EXERCISE: Pick out every line in the data below that holds "BinWidth".

MATERIALS PROVIDED:
● ● ●

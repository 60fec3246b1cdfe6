//! Pipeline configuration, loaded from TOML.
//!
//! All settings are validated up front: bounds, enum membership,
//! divisibility, and date parsing are checked before the pipeline starts,
//! so a misconfigured pipeline never processes a single event.
//!
//! ```toml
//! series_field = "url"
//! value_field = "hits"
//! realtime = false
//!
//! [window]
//! window_width = 3600
//!
//! [detect]
//! algorithm = "RPCA"
//!
//! [detect.config]
//! major_frequency = 24
//! minor_frequency = 168
//!
//! [gather]
//! span_width = 7200
//! statistic = "Sum"
//! last_date = "2016-06-01T00:00:00Z"
//!
//! [bin]
//! bin_width = 86400
//! ```

use chrono::{DateTime, Duration, Utc};
use serde::{Deserialize, Serialize};
use std::path::Path;
use thiserror::Error;

use crate::stats::Statistic;

#[derive(Debug, Error)]
pub enum ConfigError {
    #[error("could not read config file: {0}")]
    Io(#[from] std::io::Error),
    #[error("could not parse config file: {0}")]
    Parse(#[from] toml::de::Error),
    #[error("'window_width' must be greater than zero")]
    WindowWidth,
    #[error("'max_procs' must be greater than zero")]
    MaxProcs,
    #[error("'major_frequency' must be greater than zero")]
    MajorFrequency,
    #[error("'minor_frequency' must be greater than zero")]
    MinorFrequency,
    #[error("'minor_frequency' must be divisible by 'major_frequency'")]
    FrequencyDivisibility,
    #[error("'span_width' must be greater than zero")]
    SpanWidth,
    #[error("unknown gather value field '{0}'")]
    UnknownValueField(String),
    #[error("could not parse 'last_date' '{value}': {source}")]
    LastDate {
        value: String,
        source: chrono::ParseError,
    },
    #[error("'bin_width' must be greater than zero")]
    BinWidth,
}

// ============================================================================
// Config Structs
// ============================================================================

/// Top-level pipeline configuration.
#[derive(Debug, Clone, Serialize, Deserialize)]
pub struct PipelineConfig {
    /// Inbound field holding the series key; empty means one global series.
    #[serde(default)]
    pub series_field: String,
    /// Inbound field holding the numeric value; empty means each event
    /// counts as 1.0.
    #[serde(default)]
    pub value_field: String,
    /// Realtime mode: expiration is driven by a wall-clock timer instead of
    /// incoming ruling timestamps.
    #[serde(default)]
    pub realtime: bool,
    pub window: WindowConfig,
    pub detect: DetectConfig,
    #[serde(default)]
    pub gather: GatherConfig,
    /// Binner runs only when this section is present.
    #[serde(default)]
    pub bin: Option<BinConfig>,
}

#[derive(Debug, Clone, Serialize, Deserialize)]
pub struct WindowConfig {
    /// Bucket width in seconds.
    pub window_width: i64,
}

/// Detection algorithms the detector stage can run.
#[derive(Debug, Clone, Copy, PartialEq, Eq, Serialize, Deserialize)]
pub enum Algorithm {
    #[serde(rename = "RPCA")]
    Rpca,
}

#[derive(Debug, Clone, Serialize, Deserialize)]
pub struct DetectConfig {
    #[serde(default = "default_algorithm")]
    pub algorithm: Algorithm,
    /// Number of detector shards; defaults to the host CPU count.
    #[serde(default = "default_max_procs")]
    pub max_procs: usize,
    #[serde(rename = "config")]
    pub kernel: KernelConfig,
}

#[derive(Debug, Clone, Serialize, Deserialize)]
pub struct KernelConfig {
    /// Season length, in windows.
    pub major_frequency: i64,
    /// Sliding history length, in windows; must be a multiple of
    /// `major_frequency`.
    pub minor_frequency: i64,
    #[serde(default = "default_true")]
    pub autodiff: bool,
}

#[derive(Debug, Clone, Serialize, Deserialize)]
pub struct GatherConfig {
    /// Skip the gather stage entirely; the pipeline stops at rulings.
    #[serde(default)]
    pub disabled: bool,
    /// Seconds of non-anomalous silence that end a span.
    #[serde(default)]
    pub span_width: i64,
    #[serde(default = "default_statistic")]
    pub statistic: Statistic,
    /// Ruling field aggregated into the span value list.
    #[serde(default = "default_gather_value_field")]
    pub value_field: String,
    /// Horizon past which no more data can arrive: "today", "yesterday", or
    /// an RFC-3339 date. Ignored in realtime mode.
    #[serde(default = "default_last_date")]
    pub last_date: String,
}

impl Default for GatherConfig {
    fn default() -> Self {
        Self {
            disabled: false,
            span_width: 0,
            statistic: default_statistic(),
            value_field: default_gather_value_field(),
            last_date: default_last_date(),
        }
    }
}

#[derive(Debug, Clone, Serialize, Deserialize)]
pub struct BinConfig {
    /// Histogram bucket width in seconds.
    pub bin_width: i64,
}

fn default_algorithm() -> Algorithm {
    Algorithm::Rpca
}

fn default_max_procs() -> usize {
    std::thread::available_parallelism()
        .map(|n| n.get())
        .unwrap_or(1)
}

fn default_true() -> bool {
    true
}

fn default_statistic() -> Statistic {
    Statistic::Sum
}

fn default_gather_value_field() -> String {
    "normed".to_string()
}

fn default_last_date() -> String {
    "today".to_string()
}

// ============================================================================
// Loading & Validation
// ============================================================================

impl PipelineConfig {
    /// Read, parse, and validate a TOML config file.
    pub fn load_from_path(path: &Path) -> Result<Self, ConfigError> {
        let raw = std::fs::read_to_string(path)?;
        Self::from_toml(&raw)
    }

    /// Parse and validate a TOML config string.
    pub fn from_toml(raw: &str) -> Result<Self, ConfigError> {
        let config: PipelineConfig = toml::from_str(raw)?;
        config.validate()?;
        Ok(config)
    }

    /// Check every bound the stages depend on. Stage constructors re-check
    /// their own keys, so a config built in code goes through the same
    /// gates.
    pub fn validate(&self) -> Result<(), ConfigError> {
        if self.window.window_width <= 0 {
            return Err(ConfigError::WindowWidth);
        }
        if self.detect.max_procs == 0 {
            return Err(ConfigError::MaxProcs);
        }
        self.detect.kernel.validate()?;
        if !self.gather.disabled {
            self.gather.validate(self.realtime)?;
        }
        if let Some(bin) = &self.bin {
            if bin.bin_width <= 0 {
                return Err(ConfigError::BinWidth);
            }
        }
        Ok(())
    }
}

impl KernelConfig {
    pub fn validate(&self) -> Result<(), ConfigError> {
        if self.major_frequency <= 0 {
            return Err(ConfigError::MajorFrequency);
        }
        if self.minor_frequency <= 0 {
            return Err(ConfigError::MinorFrequency);
        }
        if self.minor_frequency % self.major_frequency != 0 {
            return Err(ConfigError::FrequencyDivisibility);
        }
        Ok(())
    }
}

impl GatherConfig {
    pub fn validate(&self, realtime: bool) -> Result<(), ConfigError> {
        if self.span_width <= 0 {
            return Err(ConfigError::SpanWidth);
        }
        if !realtime {
            self.resolve_last_date()?;
        }
        Ok(())
    }

    /// Resolve the configured horizon to a concrete instant.
    pub fn resolve_last_date(&self) -> Result<DateTime<Utc>, ConfigError> {
        match self.last_date.as_str() {
            "today" => Ok(Utc::now()),
            "yesterday" => Ok(Utc::now() - Duration::hours(24)),
            other => DateTime::parse_from_rfc3339(other)
                .map(|t| t.with_timezone(&Utc))
                .map_err(|source| ConfigError::LastDate {
                    value: other.to_string(),
                    source,
                }),
        }
    }
}

// ============================================================================
// Tests
// ============================================================================
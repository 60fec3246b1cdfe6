//! Aggregation statistics for span scoring.
//!
//! The gatherer collapses a span's constituent values into a single number
//! with one of these statistics. Quartile-based statistics use Tukey hinges:
//! the lower/upper quartile is the median of the lower/upper half, excluding
//! the middle element when the sample count is odd.

use serde::{Deserialize, Serialize};
use thiserror::Error;

#[derive(Debug, Error, PartialEq)]
pub enum StatsError {
    #[error("statistic requires at least one value")]
    EmptyInput,
}

/// The statistic used to aggregate a span's values.
#[derive(Debug, Clone, Copy, PartialEq, Eq, Serialize, Deserialize)]
pub enum Statistic {
    Sum,
    Mean,
    Median,
    #[serde(rename = "MAD")]
    Mad,
    Midhinge,
    Trimean,
}

impl Statistic {
    pub fn apply(&self, values: &[f64]) -> Result<f64, StatsError> {
        match self {
            Statistic::Sum => sum(values),
            Statistic::Mean => mean(values),
            Statistic::Median => median(values),
            Statistic::Mad => median_absolute_deviation(values),
            Statistic::Midhinge => midhinge(values),
            Statistic::Trimean => trimean(values),
        }
    }
}

pub fn sum(values: &[f64]) -> Result<f64, StatsError> {
    if values.is_empty() {
        return Err(StatsError::EmptyInput);
    }
    Ok(values.iter().sum())
}

pub fn mean(values: &[f64]) -> Result<f64, StatsError> {
    if values.is_empty() {
        return Err(StatsError::EmptyInput);
    }
    Ok(values.iter().sum::<f64>() / values.len() as f64)
}

pub fn median(values: &[f64]) -> Result<f64, StatsError> {
    if values.is_empty() {
        return Err(StatsError::EmptyInput);
    }
    let mut sorted = values.to_vec();
    sorted.sort_by(|a, b| a.partial_cmp(b).unwrap_or(std::cmp::Ordering::Equal));
    Ok(median_of_sorted(&sorted))
}

/// Median of the absolute deviations from the median.
pub fn median_absolute_deviation(values: &[f64]) -> Result<f64, StatsError> {
    let med = median(values)?;
    let deviations: Vec<f64> = values.iter().map(|v| (v - med).abs()).collect();
    median(&deviations)
}

/// Average of the lower and upper quartiles.
pub fn midhinge(values: &[f64]) -> Result<f64, StatsError> {
    let (q1, _, q3) = quartiles(values)?;
    Ok((q1 + q3) / 2.0)
}

/// Weighted average of the quartiles: (Q1 + 2·Q2 + Q3) / 4.
pub fn trimean(values: &[f64]) -> Result<f64, StatsError> {
    let (q1, q2, q3) = quartiles(values)?;
    Ok((q1 + 2.0 * q2 + q3) / 4.0)
}

/// Tukey-hinge quartiles of an unsorted sample.
pub fn quartiles(values: &[f64]) -> Result<(f64, f64, f64), StatsError> {
    if values.is_empty() {
        return Err(StatsError::EmptyInput);
    }
    let mut sorted = values.to_vec();
    sorted.sort_by(|a, b| a.partial_cmp(b).unwrap_or(std::cmp::Ordering::Equal));

    let n = sorted.len();
    let half = n / 2;
    let lower = &sorted[..half];
    // Odd-length samples exclude the middle element from both halves.
    let upper = &sorted[n - half..];

    let q2 = median_of_sorted(&sorted);
    // A single-element sample has empty halves; fall back to the median.
    if lower.is_empty() {
        return Ok((q2, q2, q2));
    }
    Ok((median_of_sorted(lower), q2, median_of_sorted(upper)))
}

fn median_of_sorted(sorted: &[f64]) -> f64 {
    let n = sorted.len();
    if n % 2 == 1 {
        sorted[n / 2]
    } else {
        (sorted[n / 2 - 1] + sorted[n / 2]) / 2.0
    }
}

● ● ●

ANSWER AREA:
    BinWidth,
                return Err(ConfigError::BinWidth);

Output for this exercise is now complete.